This is the award winning courtroom drama series by David E. Kelley, “The Practice.” Bobby Donnelly is the principal of the law firm who tries to keep his law partners of Lindsay, Ellenor, Eugene, Rebecca, Jimmy, and Lucy the receptionist from representing only rich clients and selling out from their commitment to stand up for the accused criminals in society. “The Practice” focuses on the complexity and moral ambiguity of our legal system. I like it because it is a good reflection of the ambiguity of our life today.

William Willimon wrote about a time when he was invited to speak to a group of students studying to be attorneys. They wanted him to speak on the topic of “being a lawyer and a Christian at the same time.” Some of you are snickering.
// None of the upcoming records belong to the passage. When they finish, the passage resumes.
// src/sync/revision.rs

use crate::common::error::AppError;

// Guarda de revisão: checagem de concorrência otimista. A guarda nunca
// resolve uma revisão velha fazendo merge mesmo assim: o contador só serve
// de lock token se o conflito for devolvido ao chamador.

/// Compara a revisão guardada com a que o chamador espera. Sem revisão no
/// pedido, a checagem é pulada (primeiro sync e chamadores agnósticos sempre
/// passam). Com revisão divergente, devolve o conflito carregando a revisão
/// atual e o timestamp do servidor, para o cliente rebuscar e reenviar.
pub fn check_revision(
    stored_revision: i64,
    requested: Option<i64>,
    server_updated_at: &str,
) -> Result<(), AppError> {
    match requested {
        None => Ok(()),
        Some(revision) if revision == stored_revision => Ok(()),
        Some(_) => Err(AppError::RevisionConflict {
            current_revision: stored_revision,
            server_updated_at: server_updated_at.to_string(),
        }),
    }
}

#[cfg(test)]
mod tests {
    use super::*;

    #[test]
    fn absent_revision_skips_the_check() {
        assert!(check_revision(7, None, "2025-06-01T00:00:00Z").is_ok());
    }

    #[test]
    fn matching_revision_passes() {
        assert!(check_revision(7, Some(7), "2025-06-01T00:00:00Z").is_ok());
    }

    #[test]
    fn stale_revision_conflicts_with_current_value() {
        let err = check_revision(7, Some(6), "2025-06-01T00:00:00Z").unwrap_err();
        match err {
            AppError::RevisionConflict {
                current_revision,
                server_updated_at,
            } => {
                assert_eq!(current_revision, 7);
                assert_eq!(server_updated_at, "2025-06-01T00:00:00Z");
            }
            other => panic!("esperava conflito, veio {other:?}"),
        }
    }
}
Some of you are thinking, “Isn’t that the definition of an oxymoron? A Christian lawyer? Believe it or not, we know at least one Christian lawyer: Paul Fong!
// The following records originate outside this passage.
// src/docs.rs

use utoipa::openapi::security::{ApiKey, ApiKeyValue, Http, HttpAuthScheme, SecurityScheme};
use utoipa::OpenApi;

use crate::handlers;
use crate::models;

#[derive(OpenApi)]
#[openapi(
    paths(
        // --- Sync ---
        handlers::sync::sync,
        handlers::sync::pull,

        // --- Admin ---
        handlers::admin::list_transactions,
        handlers::admin::update_transaction,
        handlers::admin::delete_transaction,
        handlers::admin::restore_transaction,
    ),
    components(
        schemas(
            // --- Estado do cliente ---
            models::ledger::LedgerState,
            models::ledger::Transaction,
            models::ledger::Card,
            models::ledger::InstallmentPlan,
            models::ledger::InstallmentRef,
            models::ledger::Direction,
            models::ledger::TransactionKind,
            models::ledger::PaymentMethod,
            models::ledger::TransactionStatus,
            models::ledger::PlanStatus,

            // --- Linhas achatadas ---
            models::rows::TransactionRow,
            models::rows::AdminTransaction,
            models::rows::TransactionPage,

            // --- Payloads ---
            handlers::sync::SyncPayload,
            handlers::sync::SyncResponse,
            handlers::admin::UpdateTransactionPayload,
        )
    ),
    tags(
        (name = "Sync", description = "Sincronização offline-first do ledger por workspace"),
        (name = "Admin", description = "Leitura e correção administrativa das transações")
    ),
    modifiers(&SecurityAddon)
)]
pub struct ApiDoc;

struct SecurityAddon;

impl utoipa::Modify for SecurityAddon {
    fn modify(&self, openapi: &mut utoipa::openapi::OpenApi) {
        let components = openapi.components.get_or_insert_with(Default::default);
        components.add_security_scheme(
            "admin_secret",
            SecurityScheme::Http(Http::new(HttpAuthScheme::Bearer)),
        );
        components.add_security_scheme(
            "admin_key_header",
            SecurityScheme::ApiKey(ApiKey::Header(ApiKeyValue::new("x-admin-key"))),
        );
    }
}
Willimon was touched by how these young attorneys were afraid of going into law. They wondered what would happen to their character. They said they were troubled by the public perception of lawyers. Perhaps their fears are testimonial to what the legal profession has become. Or perhaps it is testimonial to our society’s ambivalent feelings about law.

However, if you are in trouble or find yourself in a situation where it’s your word against that of the police, or you see your name across the docket from “The People of the United States” in some legal action, suddenly lawyers look good. And I’m sure glad that Pungo is on our side!

Although I have never been called to serve on a jury, I know that if you are ever called before the court, you’d better get a good lawyer. We have all seen people who lost their cases, not on the lack of merit of their case, but purely because they had a lousy lawyer. And we all know people who got more breaks than they deserved because they had a skillful attorney who wisely argued their case.

An Advocate

Today is Pentecost Sunday. In the lesson from John’s gospel, Jesus is instructing his disciples. He is preparing them for his departure, telling them that he must leave in order that he might be with them in a different, even more intimate and powerful way. He promises them an advocate, the Holy Spirit.

The definition of an “advocate” is one that pleads the cause of another before a judicial court.” Imagine this, before Jesus leaves, he sends us a lawyer! Today, at Pentecost, the Gospel of John encourages us to speak of the Holy Spirit as an advocate.

In 1 John 2:1, it says, “If anyone does sin, we have an advocate with the Father, Jesus Christ the righteous.” And who among us here today have never sinned? I think we all need a lawyer before God.

Imagine yourself standing one day before the throne of God, holding your life in your hands, all that you have said and done over the years, the battles you’ve fought and won, as well as the battles you fought and lost. What would you say to God in defense of yourself?

A few years ago, when the president of the United States was being investigated for his improprieties and misdeeds, fifty million dollars were spent investigating his life. Would you be able to stand up to such an investigation? And once your secret misdeeds and mismanaged acts were uncovered, by what argument would you defend yourself?

If God knows everything you have done, every word spoken in anger, every deed done in darkness, every sin that we so quickly forgot remembered, then what hope have any of us standing before the throne of God? Who could defend us or take up our case?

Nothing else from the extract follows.